Assignment: Please output exactly the part of the records below that opens with the line containing "use thiserror::Error;" and closes with the line containing "pub fn accepts(&self, n: usize)", both lines included, and nothing else.

###

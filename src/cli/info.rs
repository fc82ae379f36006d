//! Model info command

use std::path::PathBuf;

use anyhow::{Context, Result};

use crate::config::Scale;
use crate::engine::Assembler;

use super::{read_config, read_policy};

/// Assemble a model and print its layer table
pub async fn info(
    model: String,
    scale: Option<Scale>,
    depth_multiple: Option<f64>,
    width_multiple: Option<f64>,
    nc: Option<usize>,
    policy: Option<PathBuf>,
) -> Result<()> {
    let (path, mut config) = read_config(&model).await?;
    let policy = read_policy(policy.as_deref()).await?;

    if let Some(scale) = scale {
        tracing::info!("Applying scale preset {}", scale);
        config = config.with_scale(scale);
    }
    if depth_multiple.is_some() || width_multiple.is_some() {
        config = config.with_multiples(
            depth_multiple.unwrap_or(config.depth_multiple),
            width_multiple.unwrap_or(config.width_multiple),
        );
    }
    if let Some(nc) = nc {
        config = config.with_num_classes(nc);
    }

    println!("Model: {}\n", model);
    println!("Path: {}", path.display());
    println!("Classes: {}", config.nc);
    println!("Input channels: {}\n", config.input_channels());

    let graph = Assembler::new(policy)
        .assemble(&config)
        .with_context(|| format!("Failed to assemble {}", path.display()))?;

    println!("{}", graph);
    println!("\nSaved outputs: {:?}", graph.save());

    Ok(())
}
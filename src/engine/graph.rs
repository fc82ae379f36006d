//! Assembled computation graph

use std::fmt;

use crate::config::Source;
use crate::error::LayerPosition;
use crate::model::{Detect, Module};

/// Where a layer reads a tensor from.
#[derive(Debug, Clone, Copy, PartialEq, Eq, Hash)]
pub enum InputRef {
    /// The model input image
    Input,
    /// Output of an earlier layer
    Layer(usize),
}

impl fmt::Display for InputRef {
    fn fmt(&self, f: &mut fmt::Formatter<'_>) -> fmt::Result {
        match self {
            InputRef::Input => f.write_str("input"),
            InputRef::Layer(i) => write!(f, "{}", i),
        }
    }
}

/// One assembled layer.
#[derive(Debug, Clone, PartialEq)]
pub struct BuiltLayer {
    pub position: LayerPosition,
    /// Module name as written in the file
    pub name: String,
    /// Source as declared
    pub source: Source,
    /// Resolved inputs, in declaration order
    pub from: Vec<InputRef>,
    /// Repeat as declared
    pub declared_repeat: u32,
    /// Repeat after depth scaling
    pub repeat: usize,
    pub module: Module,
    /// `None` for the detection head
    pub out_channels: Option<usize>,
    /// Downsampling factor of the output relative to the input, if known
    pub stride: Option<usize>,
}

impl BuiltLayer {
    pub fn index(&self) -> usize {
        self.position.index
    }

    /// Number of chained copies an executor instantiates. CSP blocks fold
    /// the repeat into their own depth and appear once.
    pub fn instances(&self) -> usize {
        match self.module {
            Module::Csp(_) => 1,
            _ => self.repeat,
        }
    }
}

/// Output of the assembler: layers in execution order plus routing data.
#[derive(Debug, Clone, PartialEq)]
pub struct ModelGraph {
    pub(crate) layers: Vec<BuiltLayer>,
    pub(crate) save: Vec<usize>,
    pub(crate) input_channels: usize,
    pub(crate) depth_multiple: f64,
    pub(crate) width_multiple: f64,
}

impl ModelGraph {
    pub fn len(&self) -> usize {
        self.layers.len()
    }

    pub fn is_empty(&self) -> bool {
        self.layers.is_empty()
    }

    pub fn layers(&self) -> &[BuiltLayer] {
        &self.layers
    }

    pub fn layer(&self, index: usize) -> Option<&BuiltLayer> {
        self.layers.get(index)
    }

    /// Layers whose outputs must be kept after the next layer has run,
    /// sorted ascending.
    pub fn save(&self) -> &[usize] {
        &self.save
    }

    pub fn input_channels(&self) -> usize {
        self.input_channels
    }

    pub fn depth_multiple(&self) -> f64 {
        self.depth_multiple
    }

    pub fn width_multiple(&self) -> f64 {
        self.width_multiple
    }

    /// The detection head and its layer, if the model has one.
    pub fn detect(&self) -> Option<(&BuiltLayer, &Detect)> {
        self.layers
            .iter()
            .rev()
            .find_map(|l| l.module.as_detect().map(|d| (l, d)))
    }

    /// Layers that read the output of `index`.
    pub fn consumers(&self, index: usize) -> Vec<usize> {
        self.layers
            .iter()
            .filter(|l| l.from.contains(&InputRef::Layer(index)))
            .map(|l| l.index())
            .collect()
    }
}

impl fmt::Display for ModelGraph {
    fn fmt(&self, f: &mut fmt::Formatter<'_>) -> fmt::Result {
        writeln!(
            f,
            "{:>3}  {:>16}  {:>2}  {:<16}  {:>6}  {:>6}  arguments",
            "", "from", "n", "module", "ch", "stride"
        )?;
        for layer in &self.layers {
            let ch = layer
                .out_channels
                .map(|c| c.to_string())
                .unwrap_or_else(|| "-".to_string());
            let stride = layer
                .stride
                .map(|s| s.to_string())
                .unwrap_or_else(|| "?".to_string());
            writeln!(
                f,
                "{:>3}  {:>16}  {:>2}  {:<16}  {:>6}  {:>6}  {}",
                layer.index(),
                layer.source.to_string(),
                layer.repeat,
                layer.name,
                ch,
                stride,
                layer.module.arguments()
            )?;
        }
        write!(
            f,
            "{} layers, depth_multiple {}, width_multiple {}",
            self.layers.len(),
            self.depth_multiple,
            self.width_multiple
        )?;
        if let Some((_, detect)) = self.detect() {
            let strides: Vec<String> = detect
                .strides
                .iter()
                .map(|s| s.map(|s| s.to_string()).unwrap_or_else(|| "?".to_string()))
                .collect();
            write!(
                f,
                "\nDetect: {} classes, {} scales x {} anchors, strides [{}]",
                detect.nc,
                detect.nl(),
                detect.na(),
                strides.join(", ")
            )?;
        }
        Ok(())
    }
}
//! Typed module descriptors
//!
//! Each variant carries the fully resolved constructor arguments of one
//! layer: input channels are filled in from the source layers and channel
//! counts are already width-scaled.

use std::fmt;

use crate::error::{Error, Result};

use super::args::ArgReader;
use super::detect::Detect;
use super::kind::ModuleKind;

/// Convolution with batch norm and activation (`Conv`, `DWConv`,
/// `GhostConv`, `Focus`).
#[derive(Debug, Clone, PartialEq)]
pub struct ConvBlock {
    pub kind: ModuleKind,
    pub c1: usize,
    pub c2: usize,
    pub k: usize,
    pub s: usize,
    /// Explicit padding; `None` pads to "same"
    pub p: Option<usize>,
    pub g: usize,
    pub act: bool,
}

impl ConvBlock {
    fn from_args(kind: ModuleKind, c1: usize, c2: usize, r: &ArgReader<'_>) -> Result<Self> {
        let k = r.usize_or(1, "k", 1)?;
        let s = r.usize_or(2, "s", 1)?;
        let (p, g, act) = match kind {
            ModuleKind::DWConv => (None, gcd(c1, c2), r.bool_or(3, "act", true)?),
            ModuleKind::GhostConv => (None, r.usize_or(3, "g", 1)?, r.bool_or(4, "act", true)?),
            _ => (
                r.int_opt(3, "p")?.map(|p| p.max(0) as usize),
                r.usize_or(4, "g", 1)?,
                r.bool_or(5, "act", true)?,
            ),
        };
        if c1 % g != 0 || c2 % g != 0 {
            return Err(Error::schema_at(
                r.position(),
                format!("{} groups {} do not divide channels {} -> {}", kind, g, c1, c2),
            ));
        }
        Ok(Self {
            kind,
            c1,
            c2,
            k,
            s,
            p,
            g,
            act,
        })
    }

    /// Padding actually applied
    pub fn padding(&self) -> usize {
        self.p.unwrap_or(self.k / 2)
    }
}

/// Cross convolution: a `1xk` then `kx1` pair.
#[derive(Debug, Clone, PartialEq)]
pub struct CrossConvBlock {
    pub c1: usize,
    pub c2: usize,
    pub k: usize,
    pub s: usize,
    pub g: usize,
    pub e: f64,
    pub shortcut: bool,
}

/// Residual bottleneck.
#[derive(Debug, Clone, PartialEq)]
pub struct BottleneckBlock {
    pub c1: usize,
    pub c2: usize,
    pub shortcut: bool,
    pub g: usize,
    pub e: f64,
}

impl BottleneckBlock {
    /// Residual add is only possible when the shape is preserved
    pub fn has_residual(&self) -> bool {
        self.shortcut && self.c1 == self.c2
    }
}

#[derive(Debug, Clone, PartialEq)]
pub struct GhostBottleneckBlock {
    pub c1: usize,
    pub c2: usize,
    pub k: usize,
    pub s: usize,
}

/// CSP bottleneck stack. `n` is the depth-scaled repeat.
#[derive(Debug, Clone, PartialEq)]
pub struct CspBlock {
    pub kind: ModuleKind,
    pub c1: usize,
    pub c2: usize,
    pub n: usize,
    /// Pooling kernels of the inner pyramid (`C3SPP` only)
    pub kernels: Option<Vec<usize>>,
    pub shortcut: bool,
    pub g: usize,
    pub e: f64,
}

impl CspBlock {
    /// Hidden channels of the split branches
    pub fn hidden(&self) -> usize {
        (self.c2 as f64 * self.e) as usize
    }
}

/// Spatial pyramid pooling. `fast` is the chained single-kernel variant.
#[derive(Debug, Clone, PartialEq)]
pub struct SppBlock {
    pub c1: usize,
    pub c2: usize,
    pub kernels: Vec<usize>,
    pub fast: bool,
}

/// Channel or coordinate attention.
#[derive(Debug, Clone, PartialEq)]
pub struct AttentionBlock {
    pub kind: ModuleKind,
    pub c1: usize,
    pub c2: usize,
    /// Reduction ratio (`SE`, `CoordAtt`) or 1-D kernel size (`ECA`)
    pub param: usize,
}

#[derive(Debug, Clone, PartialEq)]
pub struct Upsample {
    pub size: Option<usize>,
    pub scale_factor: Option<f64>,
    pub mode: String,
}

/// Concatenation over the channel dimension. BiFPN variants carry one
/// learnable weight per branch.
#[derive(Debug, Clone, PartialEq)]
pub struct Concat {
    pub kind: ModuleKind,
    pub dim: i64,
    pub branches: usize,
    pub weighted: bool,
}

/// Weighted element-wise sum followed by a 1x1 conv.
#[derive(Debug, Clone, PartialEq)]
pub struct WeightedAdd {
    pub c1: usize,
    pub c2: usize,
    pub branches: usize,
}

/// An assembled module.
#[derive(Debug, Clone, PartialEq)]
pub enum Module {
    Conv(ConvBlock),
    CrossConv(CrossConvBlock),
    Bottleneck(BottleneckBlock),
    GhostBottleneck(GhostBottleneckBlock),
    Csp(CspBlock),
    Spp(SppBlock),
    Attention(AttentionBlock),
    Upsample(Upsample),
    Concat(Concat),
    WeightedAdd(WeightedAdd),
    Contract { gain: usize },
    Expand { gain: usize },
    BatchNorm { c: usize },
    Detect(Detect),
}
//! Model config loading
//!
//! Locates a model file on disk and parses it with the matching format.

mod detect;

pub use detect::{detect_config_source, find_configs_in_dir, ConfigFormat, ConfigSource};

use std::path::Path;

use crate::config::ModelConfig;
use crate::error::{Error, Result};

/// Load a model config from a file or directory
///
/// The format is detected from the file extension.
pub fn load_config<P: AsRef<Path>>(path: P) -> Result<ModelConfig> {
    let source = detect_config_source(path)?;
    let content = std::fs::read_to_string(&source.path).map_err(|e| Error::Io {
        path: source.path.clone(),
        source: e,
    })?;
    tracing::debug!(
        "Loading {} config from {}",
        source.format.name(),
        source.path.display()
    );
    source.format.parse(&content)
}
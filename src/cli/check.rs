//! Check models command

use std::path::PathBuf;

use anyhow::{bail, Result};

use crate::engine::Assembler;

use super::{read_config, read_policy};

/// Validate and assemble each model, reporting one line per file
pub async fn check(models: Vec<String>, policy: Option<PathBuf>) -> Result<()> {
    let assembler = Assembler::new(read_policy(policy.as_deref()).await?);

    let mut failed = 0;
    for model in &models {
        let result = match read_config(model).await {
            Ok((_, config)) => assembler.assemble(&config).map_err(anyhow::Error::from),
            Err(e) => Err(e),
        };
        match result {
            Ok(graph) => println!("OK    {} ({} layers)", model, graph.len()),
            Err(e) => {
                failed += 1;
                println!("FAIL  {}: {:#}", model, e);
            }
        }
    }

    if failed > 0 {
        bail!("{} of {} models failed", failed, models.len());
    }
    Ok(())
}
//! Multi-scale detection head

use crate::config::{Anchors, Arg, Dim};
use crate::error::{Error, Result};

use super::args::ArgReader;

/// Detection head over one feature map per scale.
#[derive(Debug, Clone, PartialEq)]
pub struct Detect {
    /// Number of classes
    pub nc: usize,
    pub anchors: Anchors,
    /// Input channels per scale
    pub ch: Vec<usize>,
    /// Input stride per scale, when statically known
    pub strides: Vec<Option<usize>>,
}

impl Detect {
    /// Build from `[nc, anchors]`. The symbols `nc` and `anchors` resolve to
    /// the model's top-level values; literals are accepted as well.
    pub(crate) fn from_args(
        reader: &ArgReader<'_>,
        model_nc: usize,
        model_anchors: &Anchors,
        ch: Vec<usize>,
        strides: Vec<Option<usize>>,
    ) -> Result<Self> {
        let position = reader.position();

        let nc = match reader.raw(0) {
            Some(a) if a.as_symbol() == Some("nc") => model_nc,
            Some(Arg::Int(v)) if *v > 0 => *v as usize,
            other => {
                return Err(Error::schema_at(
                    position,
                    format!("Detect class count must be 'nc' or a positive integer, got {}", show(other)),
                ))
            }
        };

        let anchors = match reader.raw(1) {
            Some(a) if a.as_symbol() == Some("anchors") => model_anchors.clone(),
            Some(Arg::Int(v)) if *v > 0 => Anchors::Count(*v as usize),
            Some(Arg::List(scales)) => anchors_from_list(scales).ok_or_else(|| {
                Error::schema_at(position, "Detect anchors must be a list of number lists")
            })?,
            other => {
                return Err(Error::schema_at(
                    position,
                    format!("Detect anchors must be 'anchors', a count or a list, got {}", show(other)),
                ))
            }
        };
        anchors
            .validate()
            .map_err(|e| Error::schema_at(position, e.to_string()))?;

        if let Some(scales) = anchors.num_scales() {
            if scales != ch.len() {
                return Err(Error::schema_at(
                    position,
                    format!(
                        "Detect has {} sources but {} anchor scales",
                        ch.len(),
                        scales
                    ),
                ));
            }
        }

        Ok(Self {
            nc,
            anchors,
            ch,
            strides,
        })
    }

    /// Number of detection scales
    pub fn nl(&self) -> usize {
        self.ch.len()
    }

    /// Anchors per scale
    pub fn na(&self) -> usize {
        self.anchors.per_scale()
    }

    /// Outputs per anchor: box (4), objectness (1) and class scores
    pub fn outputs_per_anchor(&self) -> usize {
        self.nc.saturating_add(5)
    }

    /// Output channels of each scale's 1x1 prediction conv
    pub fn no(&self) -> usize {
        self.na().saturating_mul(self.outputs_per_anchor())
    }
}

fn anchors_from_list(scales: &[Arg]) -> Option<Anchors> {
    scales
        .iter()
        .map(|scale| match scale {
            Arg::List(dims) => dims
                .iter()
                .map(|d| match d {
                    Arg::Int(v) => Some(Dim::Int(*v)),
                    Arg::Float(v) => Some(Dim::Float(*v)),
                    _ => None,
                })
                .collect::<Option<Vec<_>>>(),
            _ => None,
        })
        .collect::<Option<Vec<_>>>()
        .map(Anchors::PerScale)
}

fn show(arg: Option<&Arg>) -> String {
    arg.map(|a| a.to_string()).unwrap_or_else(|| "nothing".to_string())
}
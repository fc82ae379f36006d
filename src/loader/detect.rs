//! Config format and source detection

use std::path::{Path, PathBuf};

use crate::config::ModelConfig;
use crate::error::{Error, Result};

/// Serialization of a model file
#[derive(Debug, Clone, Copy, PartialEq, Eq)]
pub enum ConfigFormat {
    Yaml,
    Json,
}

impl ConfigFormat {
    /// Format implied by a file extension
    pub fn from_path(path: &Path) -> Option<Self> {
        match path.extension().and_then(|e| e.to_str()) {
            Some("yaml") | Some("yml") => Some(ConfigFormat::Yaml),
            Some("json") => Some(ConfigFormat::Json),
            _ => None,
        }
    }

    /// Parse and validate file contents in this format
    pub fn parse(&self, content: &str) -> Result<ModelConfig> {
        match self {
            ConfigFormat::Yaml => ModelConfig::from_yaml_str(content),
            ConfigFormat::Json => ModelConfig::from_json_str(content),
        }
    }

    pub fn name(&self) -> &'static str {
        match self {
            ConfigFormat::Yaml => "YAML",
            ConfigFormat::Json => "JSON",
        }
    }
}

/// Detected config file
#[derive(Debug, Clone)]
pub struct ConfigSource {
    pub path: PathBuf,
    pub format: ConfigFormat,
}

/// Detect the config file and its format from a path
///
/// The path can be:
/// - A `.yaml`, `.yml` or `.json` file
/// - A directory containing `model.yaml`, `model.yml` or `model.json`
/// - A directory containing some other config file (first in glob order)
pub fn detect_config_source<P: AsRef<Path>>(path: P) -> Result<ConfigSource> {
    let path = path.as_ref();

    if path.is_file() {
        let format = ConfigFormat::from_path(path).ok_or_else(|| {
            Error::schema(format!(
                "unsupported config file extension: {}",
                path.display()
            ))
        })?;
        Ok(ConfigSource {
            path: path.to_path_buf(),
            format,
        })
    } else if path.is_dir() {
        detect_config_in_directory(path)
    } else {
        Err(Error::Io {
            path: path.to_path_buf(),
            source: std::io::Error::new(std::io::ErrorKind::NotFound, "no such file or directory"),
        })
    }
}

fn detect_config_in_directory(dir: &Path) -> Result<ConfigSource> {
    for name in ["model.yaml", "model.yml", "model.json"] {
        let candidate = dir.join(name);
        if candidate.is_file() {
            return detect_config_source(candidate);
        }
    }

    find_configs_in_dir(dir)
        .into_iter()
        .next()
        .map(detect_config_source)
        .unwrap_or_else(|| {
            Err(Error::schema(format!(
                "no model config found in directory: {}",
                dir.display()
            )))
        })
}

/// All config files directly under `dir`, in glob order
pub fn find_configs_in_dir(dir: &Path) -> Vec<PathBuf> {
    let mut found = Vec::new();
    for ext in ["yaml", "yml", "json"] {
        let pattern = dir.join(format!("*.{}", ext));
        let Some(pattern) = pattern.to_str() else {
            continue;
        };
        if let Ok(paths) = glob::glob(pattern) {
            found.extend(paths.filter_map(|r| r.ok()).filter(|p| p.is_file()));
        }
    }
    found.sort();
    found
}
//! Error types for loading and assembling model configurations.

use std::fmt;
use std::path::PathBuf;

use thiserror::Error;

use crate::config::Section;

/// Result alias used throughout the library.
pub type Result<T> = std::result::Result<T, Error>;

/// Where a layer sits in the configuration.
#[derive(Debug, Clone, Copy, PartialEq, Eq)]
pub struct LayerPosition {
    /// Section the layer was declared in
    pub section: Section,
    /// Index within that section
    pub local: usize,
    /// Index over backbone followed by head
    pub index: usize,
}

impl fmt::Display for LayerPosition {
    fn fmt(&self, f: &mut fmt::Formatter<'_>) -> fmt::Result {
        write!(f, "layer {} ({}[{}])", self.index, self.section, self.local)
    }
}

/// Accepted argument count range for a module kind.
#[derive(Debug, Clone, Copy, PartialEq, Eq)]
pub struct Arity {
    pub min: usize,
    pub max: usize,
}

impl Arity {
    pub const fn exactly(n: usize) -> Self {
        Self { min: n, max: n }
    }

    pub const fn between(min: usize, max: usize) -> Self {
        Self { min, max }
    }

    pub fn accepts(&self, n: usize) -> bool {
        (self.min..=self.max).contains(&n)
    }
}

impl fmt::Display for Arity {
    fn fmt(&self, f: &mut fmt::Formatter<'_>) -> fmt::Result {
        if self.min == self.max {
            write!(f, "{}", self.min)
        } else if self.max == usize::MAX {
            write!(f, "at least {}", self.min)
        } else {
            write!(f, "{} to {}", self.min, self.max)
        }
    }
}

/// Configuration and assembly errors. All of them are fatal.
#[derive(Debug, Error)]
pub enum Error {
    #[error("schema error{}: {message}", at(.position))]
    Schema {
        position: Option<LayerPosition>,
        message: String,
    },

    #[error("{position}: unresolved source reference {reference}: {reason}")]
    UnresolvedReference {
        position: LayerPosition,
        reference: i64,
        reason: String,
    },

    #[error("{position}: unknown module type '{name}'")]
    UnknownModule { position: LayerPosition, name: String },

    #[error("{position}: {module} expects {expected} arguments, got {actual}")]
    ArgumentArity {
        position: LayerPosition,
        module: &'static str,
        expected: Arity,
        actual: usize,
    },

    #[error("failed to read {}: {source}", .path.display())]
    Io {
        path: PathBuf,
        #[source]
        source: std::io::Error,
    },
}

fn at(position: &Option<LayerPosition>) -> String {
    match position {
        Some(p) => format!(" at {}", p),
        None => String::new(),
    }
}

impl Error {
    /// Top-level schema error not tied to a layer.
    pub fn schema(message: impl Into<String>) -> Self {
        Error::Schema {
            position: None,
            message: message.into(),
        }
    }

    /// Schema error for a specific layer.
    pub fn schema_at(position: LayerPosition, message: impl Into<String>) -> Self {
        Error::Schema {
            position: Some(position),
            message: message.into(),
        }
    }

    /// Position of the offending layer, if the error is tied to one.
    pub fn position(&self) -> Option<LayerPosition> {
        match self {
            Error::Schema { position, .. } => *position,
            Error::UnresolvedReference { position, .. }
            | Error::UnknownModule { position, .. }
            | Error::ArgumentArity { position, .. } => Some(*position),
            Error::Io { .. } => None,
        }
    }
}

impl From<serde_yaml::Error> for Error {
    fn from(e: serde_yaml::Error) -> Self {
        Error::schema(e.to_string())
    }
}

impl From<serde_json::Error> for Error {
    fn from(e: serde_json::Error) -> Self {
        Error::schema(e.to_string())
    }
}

###

Answer below:
use thiserror::Error;

use crate::config::Section;

/// Result alias used throughout the library.
pub type Result<T> = std::result::Result<T, Error>;

/// Where a layer sits in the configuration.
#[derive(Debug, Clone, Copy, PartialEq, Eq)]
pub struct LayerPosition {
    /// Section the layer was declared in
    pub section: Section,
    /// Index within that section
    pub local: usize,
    /// Index over backbone followed by head
    pub index: usize,
}

impl fmt::Display for LayerPosition {
    fn fmt(&self, f: &mut fmt::Formatter<'_>) -> fmt::Result {
        write!(f, "layer {} ({}[{}])", self.index, self.section, self.local)
    }
}

/// Accepted argument count range for a module kind.
#[derive(Debug, Clone, Copy, PartialEq, Eq)]
pub struct Arity {
    pub min: usize,
    pub max: usize,
}

impl Arity {
    pub const fn exactly(n: usize) -> Self {
        Self { min: n, max: n }
    }

    pub const fn between(min: usize, max: usize) -> Self {
        Self { min, max }
    }

    pub fn accepts(&self, n: usize) -> bool {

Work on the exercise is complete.